(Activity): Output the line containing "Encrypts a plaintext" and all subsequent lines of the listing below, copied exactly, with no other lines.
★ ★ ★ ★
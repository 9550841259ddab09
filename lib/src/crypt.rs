//! AES-256-GCM per-value encryption, key lifecycle, and bulk secret loading.

use aes_gcm::Aes256Gcm;
use aes_gcm::KeyInit as _;
use aes_gcm::Nonce;
use aes_gcm::aead::Aead as _;
use aes_gcm::aead::OsRng;
use base64::Engine as _;
use base64::engine::general_purpose::STANDARD as BASE64;
use rand::RngCore as _;
use zeroize::Zeroizing;

use crate::error::CryptError;
use crate::error::Error;
use crate::error::Result;
use crate::keystore::Keystore;
use crate::keystore::project_key_entry;
use crate::model::Secret;
use crate::repo::Repo;
use crate::repo::read_json;
use crate::secrets::SecretMap;

const KEY_LEN: usize = 32;
const NONCE_LEN: usize = 12;

/// Encrypts `plaintext` under `key`, returning `(ciphertext_b64, nonce_b64)`.
pub fn encrypt(key: &[u8], plaintext: &str) -> Result<(String, String)> {
    let cipher = build_cipher(key)?;
    let mut nonce_bytes = [0u8; NONCE_LEN];
    OsRng.fill_bytes(&mut nonce_bytes);
    let nonce = Nonce::from_slice(&nonce_bytes);
    let ciphertext = cipher
        .encrypt(nonce, plaintext.as_bytes())
        .map_err(|_| CryptError::DecryptionFailed)?;
    Ok((BASE64.encode(ciphertext), BASE64.encode(nonce_bytes)))
}

/// Decrypts a ciphertext/nonce pair produced by [`encrypt`].
pub fn decrypt(key: &[u8], ciphertext_b64: &str, nonce_b64: &str) -> Result<String> {
    let cipher = build_cipher(key)?;
    let ciphertext = BASE64
        .decode(ciphertext_b64)
        .map_err(|_| CryptError::MalformedCiphertext)?;
    let nonce_bytes = BASE64
        .decode(nonce_b64)
        .map_err(|_| CryptError::MalformedCiphertext)?;
    if nonce_bytes.len() != NONCE_LEN {
        return Err(CryptError::MalformedCiphertext.into());
    }
    let nonce = Nonce::from_slice(&nonce_bytes);
    let plaintext = cipher
        .decrypt(nonce, ciphertext.as_ref())
        .map_err(|_| CryptError::DecryptionFailed)?;
    String::from_utf8(plaintext).map_err(|_| CryptError::DecryptionFailed.into())
}

fn build_cipher(key: &[u8]) -> Result<Aes256Gcm> {
    if key.len() != KEY_LEN {
        return Err(CryptError::KeyWrongLength(key.len()).into());
    }
    Ok(Aes256Gcm::new_from_slice(key).expect("key length checked above"))
}

/// Generates 32 cryptographically random bytes, base64-encoded.
pub fn generate_key() -> String {
    let mut bytes = [0u8; KEY_LEN];
    OsRng.fill_bytes(&mut bytes);
    BASE64.encode(bytes)
}

/// Persists an already-encoded key under the project's key-store entry.
pub fn save_key(keystore: &impl Keystore, project_id: &uuid::Uuid, encoded_key: &str) -> Result<()> {
    keystore
        .set_raw(&project_key_entry(project_id), encoded_key)
        .map_err(Error::from)
}

/// Retrieves and base64-decodes the project key, erroring if its decoded
/// length isn't 32 bytes. Wrapped in [`Zeroizing`] so the key material is
/// wiped from memory as soon as the last holder drops it.
pub fn load_key(keystore: &impl Keystore, project_id: &uuid::Uuid) -> Result<Zeroizing<Vec<u8>>> {
    let encoded = keystore
        .get_raw(&project_key_entry(project_id))
        .map_err(Error::from)?;
    let bytes = BASE64.decode(encoded).map_err(|_| CryptError::MalformedCiphertext)?;
    if bytes.len() != KEY_LEN {
        return Err(CryptError::KeyWrongLength(bytes.len()).into());
    }
    Ok(Zeroizing::new(bytes))
}

/// Bulk-decrypts an environment's secret file into `key -> plaintext`.
/// `no_secret` entries pass through unchanged. The result must never be
/// persisted; it exists only for export and subprocess injection.
pub fn load_secrets(repo: &Repo, keystore: &impl Keystore, project_id: &uuid::Uuid, env: &str) -> Result<std::collections::BTreeMap<String, String>> {
    let key = load_key(keystore, project_id)?;
    let secrets: SecretMap = read_json(&repo.secrets_file(env)).map_err(Error::from)?;
    let mut out = std::collections::BTreeMap::new();
    for (name, secret) in secrets.0 {
        let plaintext = if secret.no_secret {
            secret.value.clone()
        } else {
            decrypt(&key, &secret.value, &secret.nonce)?
        };
        out.insert(name, plaintext);
    }
    Ok(out)
}

/// Encrypts a plaintext value into a ready-to-persist [`Secret`] fragment
/// (value + nonce only; callers fill in key/timestamps).
pub fn encrypt_for_storage(key: &[u8], plaintext: &str, no_secret: bool) -> Result<(String, String)> {
    if no_secret {
        Ok((plaintext.to_string(), String::new()))
    } else {
        encrypt(key, plaintext)
    }
}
★ ★ ★ ★
(Exercise answer):
/// Encrypts a plaintext value into a ready-to-persist [`Secret`] fragment
/// (value + nonce only; callers fill in key/timestamps).
pub fn encrypt_for_storage(key: &[u8], plaintext: &str, no_secret: bool) -> Result<(String, String)> {
    if no_secret {
        Ok((plaintext.to_string(), String::new()))
    } else {
        encrypt(key, plaintext)
    }
}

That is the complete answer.